Les seigneurs d'Avaugour
Suivant les traditions recueillies par les moines de Beauport (voir Abbaye de Beauport), l'antique maison de Goëllo serait issue d'Au-dren, fondateur de Châtelaudren (en breton C'hastel-Audren, dont il fit la ville principale de son comté.La descendance d'Audren s'éteignit dans la personne d'une fille, qui épousa un seigneur d'Avaugour, juveigneur des comtes de Goëllo, issus de la branche cadette des comtes de Rennes, dite maison de Penthièvre.
Eudon, tige de la maison de Penthièvre (voir le premier comté de Penthièvre, page n° 1)

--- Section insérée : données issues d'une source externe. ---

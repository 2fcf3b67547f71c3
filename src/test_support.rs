// ABOUTME: In-memory test doubles for the document loader and HTTP client collaborators
// ABOUTME: Records outbound requests so tests can assert on calls without network I/O
//
// SPDX-License-Identifier: MIT OR Apache-2.0
// Copyright (c) 2026 dravr.ai

use std::collections::HashMap;
use std::sync::{Arc, Mutex};

use async_trait::async_trait;

use crate::catalog::EndpointCatalog;
use crate::http::{ClientFactory, HttpClient, HttpResponse, OutboundRequest};
use crate::loader::SpecLoader;
use crate::registry::ApiEntry;
use crate::types::{ApiError, EndpointRecord, ParsedSpec};

/// HTTP client returning a canned outcome and recording every request
pub struct RecordingClient {
    base_url: String,
    outcome: Result<HttpResponse, ApiError>,
    calls: Mutex<Vec<OutboundRequest>>,
}

impl RecordingClient {
    pub fn ok(base_url: &str, status: u16, body: &str) -> Self {
        Self {
            base_url: base_url.to_owned(),
            outcome: Ok(HttpResponse {
                status,
                reason: "OK".to_owned(),
                body: body.to_owned(),
            }),
            calls: Mutex::new(Vec::new()),
        }
    }

    pub fn failing(base_url: &str, message: &str) -> Self {
        Self {
            base_url: base_url.to_owned(),
            outcome: Err(ApiError::transport(message)),
            calls: Mutex::new(Vec::new()),
        }
    }

    pub fn calls(&self) -> Vec<OutboundRequest> {
        self.calls.lock().expect("calls lock").clone()
    }
}

#[async_trait]
impl HttpClient for RecordingClient {
    fn base_url(&self) -> &str {
        &self.base_url
    }

    async fn send(&self, request: &OutboundRequest) -> Result<HttpResponse, ApiError> {
        self.calls.lock().expect("calls lock").push(request.clone());
        self.outcome.clone()
    }
}

/// Loader serving pre-parsed documents keyed by source reference
#[derive(Default)]
pub struct StaticLoader {
    specs: HashMap<String, ParsedSpec>,
}

impl StaticLoader {
    pub fn new() -> Self {
        Self::default()
    }

    pub fn with_spec(mut self, source: &str, spec: ParsedSpec) -> Self {
        self.specs.insert(source.to_owned(), spec);
        self
    }
}

#[async_trait]
impl SpecLoader for StaticLoader {
    async fn load(&self, source: &str) -> Result<ParsedSpec, ApiError> {
        self.specs
            .get(source)
            .cloned()
            .ok_or_else(|| ApiError::document(source, "not found"))
    }
}

/// Factory producing `200 OK` recording clients
#[derive(Default)]
pub struct StaticFactory;

impl ClientFactory for StaticFactory {
    fn create(&self, base_url: &str) -> Result<Arc<dyn HttpClient>, ApiError> {
        Ok(Arc::new(RecordingClient::ok(base_url, 200, "{}")))
    }
}

/// Entry with the given endpoints and a `200 OK` client
pub fn entry(name: &str, endpoints: Vec<EndpointRecord>) -> ApiEntry {
    ApiEntry::new(
        name,
        EndpointCatalog::new(endpoints),
        Arc::new(RecordingClient::ok("http://localhost:8080", 200, "{}")),
    )
}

et frère d'Alain III, duc de Bretagne, mourut en 1079, laissant cinq fils :
1° Geoffroi ;
2° Brient ;
3° Alain le Roux ;
4° Alain le Noir ;
5° Etienne.
Geoffroi Ier, dit Botherel, eut le Penthièvre, et mourut en 1093.
Brient suivit Guillaume le Conquérant en Angleterre et eut le comté de Richemont.
Alain le Roux et Alain le Noir possédèrent l'un après l'autre le comté de Richemont, que Brient, mort sans enfanls, leur avait laissé.Étienne eut le Trécorrois et épousa l'héritière du fief de Guingamp, qu'il réunit à son domaine, ainsi que le patrimoine de ses quatre frères, tous morts avant lui. Il mourut en 1137, laissant trois fils :
1° Geoffroi II ;
2° Alain le Noir ;
3° Henri.
Geoffroi II hérita du Penthièvre, qu'il transmit en mourant, en 1148, à son fils Rivallon, qui lui-même le laissa à ses deux fils, Étienne II et Geoffroi III , mort en 1206. Ils n'eurent pas de postérité.
Alain le Noir , second fils d'Etienne, eut le comté de Richemont et épousa Berthe, fille et héritière du duc de Bretagne Conan II. Cet Alain mourut en 1146, laissant un fils qui fut duc de Bretagne sous le nom de Conan IV.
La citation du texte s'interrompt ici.